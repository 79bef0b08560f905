use poster_core::color::Color;
use poster_core::models::document::PosterDocument;
use poster_core::models::theme::Theme;
use poster_core::visual::{
    BlockKind, BlockStyle, Border, Extent, Placement, SectionRole, Sides, TextAlign, VisualBlock,
};

use super::body;
use crate::constants::{CANVAS, grid_unit};
use crate::sections::{
    chart_section, column, contact_lines, paragraphs, section, sidebar_section, spacer,
};

pub const SIDEBAR_WIDTH: f64 = 1000.0;
const PADDING: f64 = 48.0;
const GAP: f64 = 48.0;

/// Left sidebar (abstract, contact) and three flowing columns.
pub fn arrange(doc: &PosterDocument, theme: &Theme) -> VisualBlock {
    let sidebar = VisualBlock::new(BlockKind::Sidebar, Placement::fixed_width(SIDEBAR_WIDTH))
        .styled(
            BlockStyle::default()
                .background(theme.colors.sidebar_background)
                .border(Border::side(Sides::Right, Color::GRAY_200, 8.0))
                .padding(PADDING)
                .gap(PADDING),
        )
        .with_children(vec![
            sidebar_section(
                theme,
                SectionRole::Abstract,
                "Abstract",
                paragraphs(&doc.abstract_text),
                TextAlign::Justify,
            ),
            spacer(),
            sidebar_section(
                theme,
                SectionRole::Contact,
                "Contact",
                contact_lines(doc),
                TextAlign::Left,
            ),
        ]);

    let unit = grid_unit(CANVAS.width - SIDEBAR_WIDTH, PADDING, GAP, 3);
    let columns = VisualBlock::new(BlockKind::Region, Placement::fill())
        .styled(
            BlockStyle::default()
                .background(Color::WHITE)
                .padding(PADDING)
                .gap(GAP)
                .row(),
        )
        .with_children(vec![
            column(
                unit,
                GAP,
                vec![
                    section(theme, SectionRole::Introduction, "Introduction", &doc.introduction),
                    section(theme, SectionRole::Methods, "Methods", &doc.methods),
                ],
            ),
            column(
                unit,
                GAP,
                vec![
                    section(theme, SectionRole::Results, "Results", &doc.results),
                    chart_section(doc, theme, Extent::Fill),
                ],
            ),
            column(
                unit,
                GAP,
                vec![
                    section(theme, SectionRole::Discussion, "Discussion", &doc.discussion),
                    section(theme, SectionRole::Conclusions, "Conclusions", &doc.conclusions),
                    section(theme, SectionRole::References, "References", &doc.references),
                ],
            ),
        ]);

    body(0.0, 0.0, vec![sidebar, columns])
}
pub mod chart;
pub mod document;
pub mod generation;
pub mod layout;
pub mod theme;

------------------------------------------------------------

# [Exercise directions]
A verbatim reproduction of all the records above is the expected answer.

# [Answer for this exercise]
repository 79bef0b08560f905
use poster_core::color::Color;
use poster_core::models::document::PosterDocument;
use poster_core::models::theme::Theme;
use poster_core::visual::{
    BlockKind, BlockStyle, Border, Extent, Placement, SectionRole, Sides, TextAlign, VisualBlock,
};

use super::body;
use crate::constants::{CANVAS, grid_unit};
use crate::sections::{
    chart_section, column, contact_lines, paragraphs, section, sidebar_section, spacer,
};

pub const SIDEBAR_WIDTH: f64 = 1000.0;
const PADDING: f64 = 48.0;
const GAP: f64 = 48.0;

/// Left sidebar (abstract, contact) and three flowing columns.
pub fn arrange(doc: &PosterDocument, theme: &Theme) -> VisualBlock {
    let sidebar = VisualBlock::new(BlockKind::Sidebar, Placement::fixed_width(SIDEBAR_WIDTH))
        .styled(
            BlockStyle::default()
                .background(theme.colors.sidebar_background)
                .border(Border::side(Sides::Right, Color::GRAY_200, 8.0))
                .padding(PADDING)
                .gap(PADDING),
        )
        .with_children(vec![
            sidebar_section(
                theme,
                SectionRole::Abstract,
                "Abstract",
                paragraphs(&doc.abstract_text),
                TextAlign::Justify,
            ),
            spacer(),
            sidebar_section(
                theme,
                SectionRole::Contact,
                "Contact",
                contact_lines(doc),
                TextAlign::Left,
            ),
        ]);

    let unit = grid_unit(CANVAS.width - SIDEBAR_WIDTH, PADDING, GAP, 3);
    let columns = VisualBlock::new(BlockKind::Region, Placement::fill())
        .styled(
            BlockStyle::default()
                .background(Color::WHITE)
                .padding(PADDING)
                .gap(GAP)
                .row(),
        )
        .with_children(vec![
            column(
                unit,
                GAP,
                vec![
                    section(theme, SectionRole::Introduction, "Introduction", &doc.introduction),
                    section(theme, SectionRole::Methods, "Methods", &doc.methods),
                ],
            ),
            column(
                unit,
                GAP,
                vec![
                    section(theme, SectionRole::Results, "Results", &doc.results),
                    chart_section(doc, theme, Extent::Fill),
                ],
            ),
            column(
                unit,
                GAP,
                vec![
                    section(theme, SectionRole::Discussion, "Discussion", &doc.discussion),
                    section(theme, SectionRole::Conclusions, "Conclusions", &doc.conclusions),
                    section(theme, SectionRole::References, "References", &doc.references),
                ],
            ),
        ]);

    body(0.0, 0.0, vec![sidebar, columns])
}
pub mod chart;
pub mod document;
pub mod generation;
pub mod layout;
pub mod theme;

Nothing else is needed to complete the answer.